There is excitement in the air at Joforo kingdom, Badagry, Lagos. The indigenes and residents are full of expectations because the stage is set for this year’s edition of Joforo Sangbeto Masquerade Festival, which is slated to hold in the first quarter of 2019.
Celebrated every three years, Zangbeto provides an opportunity for adherents to appease the gods, pray for the community and offer good wishes for all households in view of a bountiful harvest. According to a native of Joforo, Mendo Sewani, the Zangbeto masquerade in time past provided security for the community and ensured discipline. Though, the masquerade is no longer relied on to play these role, it is still cherished.
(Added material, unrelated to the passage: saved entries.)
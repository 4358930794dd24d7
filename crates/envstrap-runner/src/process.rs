//! Process invocation seam.
//!
//! The runner builds an [`Invocation`] per step and hands it to a
//! [`CommandRunner`]. Production code uses [`SystemCommandRunner`]; dry runs use
//! [`DryRunner`]; tests script their own implementations.

use serde::Serialize;
use std::collections::BTreeMap;
use std::fmt;
use std::io;
use std::process::Command;

/// A fully resolved external command.
#[derive(Debug, Clone, PartialEq, Eq, Serialize)]
pub struct Invocation {
    pub program: String,
    pub args: Vec<String>,
    #[serde(skip_serializing_if = "BTreeMap::is_empty")]
    pub env: BTreeMap<String, String>,
}

impl Invocation {
    pub fn new(program: impl Into<String>) -> Self {
        Self {
            program: program.into(),
            args: Vec::new(),
            env: BTreeMap::new(),
        }
    }

    pub fn arg(mut self, arg: impl Into<String>) -> Self {
        self.args.push(arg.into());
        self
    }

    pub fn args<I, S>(mut self, args: I) -> Self
    where
        I: IntoIterator<Item = S>,
        S: Into<String>,
    {
        self.args.extend(args.into_iter().map(Into::into));
        self
    }

    pub fn envs(mut self, env: &BTreeMap<String, String>) -> Self {
        self.env
            .extend(env.iter().map(|(k, v)| (k.clone(), v.clone())));
        self
    }
}

impl fmt::Display for Invocation {
    /// Shell-like rendering, for logs and `show`.
    fn fmt(&self, f: &mut fmt::Formatter<'_>) -> fmt::Result {
        for (key, value) in &self.env {
            write!(f, "{}={} ", key, shell_quote(value))?;
        }
        f.write_str(&shell_quote(&self.program))?;
        for arg in &self.args {
            write!(f, " {}", shell_quote(arg))?;
        }
        Ok(())
    }
}

fn shell_quote(s: &str) -> String {
    let plain = !s.is_empty()
        && s
            .chars()
            .all(|c| c.is_ascii_alphanumeric() || "-_./:=@+,~".contains(c));
    if plain {
        s.to_string()
    } else {
        format!("'{}'", s.replace('\'', r"'\''"))
    }
}

/// Structured result of a finished process.
#[derive(Debug, Clone, Default, PartialEq, Eq, Serialize)]
pub struct ProcessOutput {
    /// `None` when the process was terminated by a signal
    pub exit_code: Option<i32>,
    pub stdout: String,
    pub stderr: String,
}

impl ProcessOutput {
    pub fn success() -> Self {
        Self {
            exit_code: Some(0),
            ..Self::default()
        }
    }

    pub fn failure(exit_code: i32, stderr: impl Into<String>) -> Self {
        Self {
            exit_code: Some(exit_code),
            stdout: String::new(),
            stderr: stderr.into(),
        }
    }

    pub fn is_success(&self) -> bool {
        self.exit_code == Some(0)
    }
}

impl From<std::process::Output> for ProcessOutput {
    fn from(out: std::process::Output) -> Self {
        Self {
            exit_code: out.status.code(),
            stdout: String::from_utf8_lossy(&out.stdout).into_owned(),
            stderr: String::from_utf8_lossy(&out.stderr).into_owned(),
        }
    }
}

/// Runs an [`Invocation`] to completion.
pub trait CommandRunner {
    /// Whether `program` can be started at all. Checked before [`CommandRunner::run`].
    fn program_available(&self, program: &str) -> bool;

    /// Block until the process exits. `Err` only when it could not be started.
    fn run(&self, invocation: &Invocation) -> io::Result<ProcessOutput>;
}

impl<T: CommandRunner + ?Sized> CommandRunner for &T {
    fn program_available(&self, program: &str) -> bool {
        (**self).program_available(program)
    }

    fn run(&self, invocation: &Invocation) -> io::Result<ProcessOutput> {
        (**self).run(invocation)
    }
}

/// Spawns real processes with `std::process::Command`.
#[derive(Debug, Clone, Copy, Default)]
pub struct SystemCommandRunner;

impl CommandRunner for SystemCommandRunner {
    fn program_available(&self, program: &str) -> bool {
        which::which(program).is_ok()
    }

    fn run(&self, invocation: &Invocation) -> io::Result<ProcessOutput> {
        let mut cmd = Command::new(&invocation.program);
        let out = cmd.args(&invocation.args).envs(&invocation.env).output()?;
        Ok(ProcessOutput::from(out))
    }
}

/// Logs invocations instead of spawning them; every command "succeeds".
#[derive(Debug, Clone, Copy, Default)]
pub struct DryRunner;

impl CommandRunner for DryRunner {
    fn program_available(&self, _program: &str) -> bool {
        true
    }

    fn run(&self, invocation: &Invocation) -> io::Result<ProcessOutput> {
        tracing::info!("[dry-run] {}", invocation);
        Ok(ProcessOutput::success())
    }
}

#[cfg(test)]
mod tests {
    use super::*;

    #[test]
    fn test_invocation_display_quotes_when_needed() {
        let mut env = BTreeMap::new();
        env.insert("DEBIAN_FRONTEND".to_string(), "noninteractive".to_string());
        let inv = Invocation::new("apt-get")
            .args(["install", "-y"])
            .arg("python3-pil")
            .arg("it's odd")
            .envs(&env);
        assert_eq!(
            inv.to_string(),
            r"DEBIAN_FRONTEND=noninteractive apt-get install -y python3-pil 'it'\''s odd'"
        );
    }

    #[test]
    fn test_process_output_success() {
        assert!(ProcessOutput::success().is_success());
        assert!(!ProcessOutput::failure(100, "E: nope").is_success());
        let signalled = ProcessOutput {
            exit_code: None,
            ..ProcessOutput::default()
        };
        assert!(!signalled.is_success());
    }

    #[test]
    fn test_dry_runner_never_fails() {
        let inv = Invocation::new("definitely-not-a-real-program-xyz");
        assert!(DryRunner.program_available(&inv.program));
        assert!(DryRunner.run(&inv).unwrap().is_success());
    }

    #[test]
    fn test_system_runner_reports_missing_program() {
        assert!(!SystemCommandRunner.program_available("definitely-not-a-real-program-xyz"));
    }

    #[cfg(unix)]
    #[test]
    fn test_system_runner_captures_status_and_output() {
        let inv = Invocation::new("sh").args(["-c", "echo out; echo err >&2; exit 3"]);
        let out = SystemCommandRunner.run(&inv).unwrap();
        assert_eq!(out.exit_code, Some(3));
        assert_eq!(out.stdout.trim(), "out");
        assert_eq!(out.stderr.trim(), "err");
    }
}
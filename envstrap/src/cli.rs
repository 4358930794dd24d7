use clap::{Args, Parser, Subcommand, ValueEnum};
use std::path::PathBuf;

use envstrap_runner::ClonePolicy;

/// envstrap - install packages and libraries, then clone the application sources
#[derive(Parser, Debug)]
#[command(name = "envstrap")]
#[command(author, version, about, long_about = None)]
pub struct Cli {
    /// Defaults to `run` with the built-in plan
    #[command(subcommand)]
    pub command: Option<Commands>,
}

#[derive(Subcommand, Debug)]
pub enum Commands {
    /// Execute a plan (the built-in one unless --plan is given). Requires root.
    Run(RunArgs),

    /// Print the resolved plan and the command each step would run
    Show {
        /// YAML plan file
        #[arg(long, value_name = "FILE")]
        plan: Option<PathBuf>,

        /// Output as JSON
        #[arg(long, default_value = "false")]
        json: bool,
    },
}

#[derive(Args, Debug, Default)]
pub struct RunArgs {
    /// YAML plan file
    #[arg(long, value_name = "FILE")]
    pub plan: Option<PathBuf>,

    /// Keep executing after a failed step (the run still fails)
    #[arg(long, default_value = "false")]
    pub keep_going: bool,

    /// What to do when a clone destination already holds files (default: from plan, else fail)
    #[arg(long, value_enum)]
    pub clone_policy: Option<ClonePolicyArg>,

    /// Log every command without executing it
    #[arg(long, default_value = "false")]
    pub dry_run: bool,

    /// Do not require root (installers may still fail on their own)
    #[arg(long, default_value = "false")]
    pub allow_unprivileged: bool,

    /// Print the run report as JSON on stdout
    #[arg(long, default_value = "false")]
    pub json: bool,
}

#[derive(ValueEnum, Clone, Copy, Debug, PartialEq, Eq)]
pub enum ClonePolicyArg {
    /// Existing non-empty destination is an error
    Fail,
    /// Existing git working copy counts as already cloned
    SkipIfExists,
}

impl From<ClonePolicyArg> for ClonePolicy {
    fn from(arg: ClonePolicyArg) -> Self {
        match arg {
            ClonePolicyArg::Fail => ClonePolicy::Fail,
            ClonePolicyArg::SkipIfExists => ClonePolicy::SkipIfExists,
        }
    }
}
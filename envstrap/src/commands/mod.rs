pub mod run;
pub mod show;
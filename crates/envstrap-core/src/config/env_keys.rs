//! Environment variable key constants.
//!
//! Besides the observability knobs, a bootstrap run only reads the invoking
//! user set by `sudo`; everything else comes from its plan and CLI flags.

/// Observability and logging
pub mod observability {
    pub const ENVSTRAP_QUIET: &str = "ENVSTRAP_QUIET";
    pub const QUIET_ALIASES: &[&str] = &[];

    pub const ENVSTRAP_LOG_LEVEL: &str = "ENVSTRAP_LOG_LEVEL";
    pub const LOG_LEVEL_ALIASES: &[&str] = &[];

    pub const ENVSTRAP_LOG_JSON: &str = "ENVSTRAP_LOG_JSON";
    pub const LOG_JSON_ALIASES: &[&str] = &[];

    /// JSONL file that receives run/step audit records.
    pub const ENVSTRAP_AUDIT_LOG: &str = "ENVSTRAP_AUDIT_LOG";
    pub const AUDIT_LOG_ALIASES: &[&str] = &[];
}

/// Invocation context set by the host
pub mod host {
    /// Login name of the user who ran `sudo envstrap`.
    pub const SUDO_USER: &str = "SUDO_USER";
}
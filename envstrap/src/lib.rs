//! envstrap CLI library: argument parsing, command dispatch, exit codes.

mod cli;
mod commands;

use anyhow::Result;
use clap::Parser;
use cli::{Cli, Commands, RunArgs};
use envstrap_runner::error::{BootstrapError, EXIT_FAILURE};

/// Parse args and dispatch. No subcommand runs the built-in plan.
pub fn run_cli() -> Result<()> {
    let cli = Cli::parse();
    envstrap_core::observability::init_tracing();

    match cli.command {
        None => commands::run::cmd_run(&RunArgs::default()),
        Some(Commands::Run(args)) => commands::run::cmd_run(&args),
        Some(Commands::Show { plan, json }) => commands::show::cmd_show(plan.as_deref(), json),
    }
}

/// Process exit code for an error returned by [`run_cli`].
///
/// Step failures carry the failing tool's own code when it has one.
pub fn exit_code(err: &anyhow::Error) -> i32 {
    err.downcast_ref::<BootstrapError>()
        .map(BootstrapError::exit_code)
        .unwrap_or(EXIT_FAILURE)
}
//! Observability: tracing init and the JSONL audit log.
//!
//! Uses `config::ObservabilityConfig` for ENVSTRAP_QUIET, LOG_LEVEL, LOG_JSON and AUDIT_LOG.

use std::fs::OpenOptions;
use std::io::Write;
use std::path::{Path, PathBuf};
use std::sync::OnceLock;

use chrono::Utc;
use serde_json::{json, Value};
use tracing_subscriber::{prelude::*, EnvFilter};

use crate::config::ObservabilityConfig;

/// Initialize tracing. Call once at process startup; later calls are no-ops.
///
/// `RUST_LOG` wins over `ENVSTRAP_LOG_LEVEL` when set.
pub fn init_tracing() {
    let cfg = ObservabilityConfig::from_env();
    let level = cfg.filter_directive();
    let filter = EnvFilter::try_from_default_env().unwrap_or_else(|_| EnvFilter::new(&level));

    // Logs go to stderr so stdout stays clean for `show --json`.
    let _ = if cfg.log_json {
        tracing_subscriber::registry()
            .with(filter)
            .with(
                tracing_subscriber::fmt::layer()
                    .json()
                    .with_writer(std::io::stderr)
                    .with_target(true)
                    .with_thread_ids(false),
            )
            .try_init()
    } else {
        tracing_subscriber::registry()
            .with(filter)
            .with(
                tracing_subscriber::fmt::layer()
                    .with_writer(std::io::stderr)
                    .with_target(true)
                    .with_thread_ids(false),
            )
            .try_init()
    };
}

/// Append-only JSONL audit sink.
#[derive(Debug, Clone)]
pub struct AuditLog {
    path: PathBuf,
}

impl AuditLog {
    /// Open (lazily) an audit log at `path`, creating parent directories.
    pub fn new(path: impl Into<PathBuf>) -> Self {
        let path = path.into();
        if let Some(parent) = path.parent() {
            let _ = std::fs::create_dir_all(parent);
        }
        Self { path }
    }

    pub fn path(&self) -> &Path {
        &self.path
    }

    /// Write one record: `{"ts", "event", ...fields}`. Failures are logged, never raised.
    pub fn record(&self, event: &str, fields: Value) {
        let mut record = json!({
            "ts": Utc::now().to_rfc3339_opts(chrono::SecondsFormat::Millis, true),
            "event": event,
        });
        if let (Some(obj), Value::Object(extra)) = (record.as_object_mut(), fields) {
            obj.extend(extra);
        }
        append_jsonl(&self.path, &record);
    }

    /// `step_started`: written once per step, before any destination check or spawn.
    pub fn step_started(&self, index: usize, kind: &str, program: &str, args: &[String]) {
        self.record(
            "step_started",
            json!({ "step": index, "kind": kind, "cmd": program, "args": args }),
        );
    }

    /// `step_completed`
    pub fn step_completed(
        &self,
        index: usize,
        kind: &str,
        success: bool,
        skipped: bool,
        exit_code: Option<i32>,
        duration_ms: u64,
    ) {
        self.record(
            "step_completed",
            json!({
                "step": index,
                "kind": kind,
                "success": success,
                "skipped": skipped,
                "exit_code": exit_code,
                "duration_ms": duration_ms,
            }),
        );
    }
}

fn append_jsonl(path: &Path, record: &Value) {
    let result = OpenOptions::new()
        .create(true)
        .append(true)
        .open(path)
        .and_then(|mut f| writeln!(f, "{}", record));
    if let Err(e) = result {
        tracing::warn!("audit log {} not writable: {}", path.display(), e);
    }
}

/// Process-wide audit log from `ENVSTRAP_AUDIT_LOG`, if configured.
pub fn audit_log() -> Option<&'static AuditLog> {
    static AUDIT: OnceLock<Option<AuditLog>> = OnceLock::new();
    AUDIT
        .get_or_init(|| {
            ObservabilityConfig::from_env()
                .audit_log
                .as_deref()
                .map(AuditLog::new)
        })
        .as_ref()
}

/// Audit: run_started
pub fn audit_run_started(plan_source: &str, step_count: usize, dry_run: bool) {
    if let Some(log) = audit_log() {
        log.record(
            "run_started",
            json!({ "plan": plan_source, "steps": step_count, "dry_run": dry_run }),
        );
    }
}

/// Audit: run_completed
pub fn audit_run_completed(success: bool, failed_step: Option<usize>, duration_ms: u64) {
    if let Some(log) = audit_log() {
        log.record(
            "run_completed",
            json!({ "success": success, "failed_step": failed_step, "duration_ms": duration_ms }),
        );
    }
}
//! `envstrap show`: print the resolved plan without touching the host.

use anyhow::{Context, Result};
use serde::Serialize;
use std::path::Path;

use envstrap_runner::{
    build_invocation, resolve_plan, BootstrapError, ClonePolicy, CommandRunner, FailurePolicy,
    Plan, StepKind, SystemCommandRunner,
};

#[derive(Debug, Serialize)]
struct PlanView {
    source: String,
    require_privilege: bool,
    failure_policy: FailurePolicy,
    clone_policy: ClonePolicy,
    steps: Vec<StepView>,
}

#[derive(Debug, Serialize)]
struct StepView {
    index: usize,
    kind: StepKind,
    label: String,
    targets: Vec<String>,
    idempotent: bool,
    command: String,
    program_available: bool,
}

fn plan_view(plan: &Plan, source: String, commands: &impl CommandRunner) -> PlanView {
    let steps = plan
        .steps
        .iter()
        .enumerate()
        .map(|(index, step)| {
            let invocation = build_invocation(&plan.installers, step);
            StepView {
                index,
                kind: step.kind(),
                label: step.label(),
                targets: step.targets(),
                idempotent: step.is_idempotent(plan.clone_policy),
                program_available: commands.program_available(&invocation.program),
                command: invocation.to_string(),
            }
        })
        .collect();
    PlanView {
        source,
        require_privilege: plan.require_privilege,
        failure_policy: plan.failure_policy,
        clone_policy: plan.clone_policy,
        steps,
    }
}

pub fn cmd_show(plan_path: Option<&Path>, json: bool) -> Result<()> {
    let (plan, source) = resolve_plan(plan_path).map_err(BootstrapError::from)?;
    let view = plan_view(&plan, source.to_string(), &SystemCommandRunner);

    if json {
        let out = serde_json::to_string_pretty(&view).context("Serialize plan")?;
        println!("{}", out);
        return Ok(());
    }

    println!("Plan: {} ({} step(s))", view.source, view.steps.len());
    println!(
        "  privilege: {}  on failure: {:?}  existing clone destination: {:?}",
        if view.require_privilege { "root required" } else { "not required" },
        view.failure_policy,
        view.clone_policy
    );
    println!();
    for step in &view.steps {
        println!("#{} {} [{}]", step.index + 1, step.label, step.kind);
        println!("    $ {}", step.command);
        if !step.program_available {
            println!("    ⚠ program not found on PATH");
        }
        if !step.idempotent {
            println!("    ⚠ not idempotent: a second run fails once the destination exists");
        }
    }
    Ok(())
}
//! Degrees-Minutes-Seconds Module
//!
//! Converts between decimal degrees and sexagesimal (D°M'S") notation.
//!
//! Two conversions are offered. [`to_degrees_minutes_seconds`] is the plain
//! floor-based form: it is exact for non-negative input, but for negative
//! input the floor pulls the degrees one step further from zero
//! (`-1.5` becomes `-2° 30' 0"`). [`to_degrees_minutes_seconds_signed`]
//! works on the magnitude and puts the sign back on the leading component.

use serde::Serialize;

// ===================== TYPES =====================

/// An angle split into degrees, minutes and seconds.
#[derive(Debug, Clone, Copy, PartialEq, Serialize)]
pub struct Dms {
    pub degrees: f64,
    pub minutes: f64,
    pub seconds: f64,
}

impl Dms {
    pub fn new(degrees: f64, minutes: f64, seconds: f64) -> Self {
        Self { degrees, minutes, seconds }
    }

    /// Decimal degrees via [`to_decimal`].
    pub fn to_decimal(&self) -> f64 {
        to_decimal(self.degrees, self.minutes, self.seconds)
    }

    fn is_negative(&self) -> bool {
        [self.degrees, self.minutes, self.seconds].iter().any(|v| v.is_sign_negative() && *v != 0.0)
    }
}

impl std::fmt::Display for Dms {
    fn fmt(&self, f: &mut std::fmt::Formatter<'_>) -> std::fmt::Result {
        write!(f, "{}°{}'{:.2}\"", self.degrees, self.minutes, self.seconds)
    }
}

// ===================== CONVERSIONS =====================

/// Split decimal degrees into degrees, minutes and seconds using `floor`.
///
/// # Arguments
/// * `decimal` - Angle in decimal degrees
///
/// # Returns
/// `Dms` where `degrees = floor(decimal)`, `minutes` is a whole number in
/// [0, 60) and `seconds` carries the remaining fraction
pub fn to_degrees_minutes_seconds(decimal: f64) -> Dms {
    let degrees = decimal.floor();
    let minutes = ((decimal - degrees) * 60.0).floor();
    let seconds = (((decimal - degrees) * 60.0) - minutes) * 60.0;
    Dms { degrees, minutes, seconds }
}

/// Sign-safe variant of [`to_degrees_minutes_seconds`].
///
/// The magnitude is converted and the sign is applied to the first non-zero
/// component, so `-1.5` gives `-1° 30' 0"` and `-0.5` gives `0° -30' 0"`.
pub fn to_degrees_minutes_seconds_signed(decimal: f64) -> Dms {
    let Dms { degrees, minutes, seconds } = to_degrees_minutes_seconds(decimal.abs());
    if decimal >= 0.0 {
        return Dms { degrees, minutes, seconds };
    }
    if degrees != 0.0 {
        Dms { degrees: -degrees, minutes, seconds }
    } else if minutes != 0.0 {
        Dms { degrees, minutes: -minutes, seconds }
    } else {
        Dms { degrees, minutes, seconds: -seconds }
    }
}

/// Combine degrees, minutes and seconds into decimal degrees.
///
/// `degrees + minutes / 60 + seconds / 3600`, inverse of
/// [`to_degrees_minutes_seconds`].
pub fn to_decimal(degrees: f64, minutes: f64, seconds: f64) -> f64 {
    degrees + minutes / 60.0 + seconds / 3600.0
}

/// Inverse of [`to_degrees_minutes_seconds_signed`].
///
/// A negative sign on any component makes the whole angle negative.
pub fn to_decimal_signed(dms: &Dms) -> f64 {
    let magnitude = to_decimal(dms.degrees.abs(), dms.minutes.abs(), dms.seconds.abs());
    if dms.is_negative() { -magnitude } else { magnitude }
}

// ===================== TESTS =====================

#[cfg(test)]
mod tests {
    use super::*;

    #[test]
    fn test_known_latitude_to_dms() {
        let dms = to_degrees_minutes_seconds(40.9078414);
        assert_eq!(dms.degrees, 40.0);
        assert_eq!(dms.minutes, 54.0);
        assert!((dms.seconds - 28.22904).abs() < 1e-4, "seconds were {}", dms.seconds);
    }

    #[test]
    fn test_to_decimal_known_value() {
        let d = to_decimal(40.0, 54.0, 28.22);
        assert!((d - 40.9078).abs() < 1e-4);
        assert!((d - 40.907839).abs() < 1e-6);
    }

    #[test]
    fn test_round_trip_non_negative() {
        for v in [0.0, 0.5, 1.0, 12.3456789, 40.9078414, 89.999999, 179.25] {
            let back = to_degrees_minutes_seconds(v).to_decimal();
            assert!((back - v).abs() < 1e-9, "{} came back as {}", v, back);
        }
    }

    #[test]
    fn test_raw_mode_biases_negative_degrees() {
        let dms = to_degrees_minutes_seconds(-1.5);
        assert_eq!((dms.degrees, dms.minutes), (-2.0, 30.0));
        assert!(dms.seconds.abs() < 1e-9);
        // Still inverts exactly through to_decimal
        assert!((dms.to_decimal() + 1.5).abs() < 1e-12);
    }

    #[test]
    fn test_signed_mode() {
        let dms = to_degrees_minutes_seconds_signed(-74.0105259);
        assert_eq!((dms.degrees, dms.minutes), (-74.0, 0.0));
        assert!((dms.seconds - 37.89324).abs() < 1e-4);
        assert!((to_decimal_signed(&dms) + 74.0105259).abs() < 1e-9);

        let small = to_degrees_minutes_seconds_signed(-0.5);
        assert_eq!((small.degrees, small.minutes), (0.0, -30.0));
        assert!((to_decimal_signed(&small) + 0.5).abs() < 1e-12);

        let tiny = to_degrees_minutes_seconds_signed(-0.001);
        assert_eq!((tiny.degrees, tiny.minutes), (0.0, 0.0));
        assert!((tiny.seconds + 3.6).abs() < 1e-9);

        let positive = to_degrees_minutes_seconds_signed(40.9078414);
        assert_eq!(positive, to_degrees_minutes_seconds(40.9078414));
    }

    #[test]
    fn test_signed_components_invert_signed_mode() {
        // Components as typed on the command line for -1.5 in signed mode
        let dms = Dms::new(-1.0, 30.0, 0.0);
        assert_eq!(dms, to_degrees_minutes_seconds_signed(-1.5));
        assert!((to_decimal_signed(&dms) + 1.5).abs() < 1e-12);
        // Raw combination treats the minutes as positive
        assert!((to_decimal(-1.0, 30.0, 0.0) + 0.5).abs() < 1e-12);
    }

    #[test]
    fn test_display() {
        let dms = Dms::new(40.0, 54.0, 28.229);
        assert_eq!(dms.to_string(), "40°54'28.23\"");
    }
}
“The Zangbeto masquerade is clothed in Aso Gbeto, made from locally sourced palm fronds, and is dedicated to breathtaking showmanship, dazzling audiences with spirited and magical displays. During a Zangbeto performance, you are likely to see fire burn in dry sand or white cloth sprout from the ground. Watching the Zangbeto wade through the water, spinning and shuffling is a rare thrill in itself. Zangbetos never walk alone and are always accompanied by minders known as Kregbetos, whose role it is to guide the masquerade’s every step,” he revealed.
Sewani adds: “During the Zangbeto Festival, all uncircumcised girls and women are circumcised, rituals are performed on their behalf and the village is cleansed. Circumcision of girls and women is a critical requirement for all indigenes of Joforo and a must for all members of the royal families namely the Gbetoyo family, Zanmenu family, Fasinu family and Zannu.
“The festival helps to create fear and reverence. The festival attracts over 2,000 people in the coastal Joforo Kingdom of Lagos State. It is one of the most important events in the local religious calendar. Badagry is also noted for the voodoo widely practiced there. Zangbeto dates back to the 17th century.”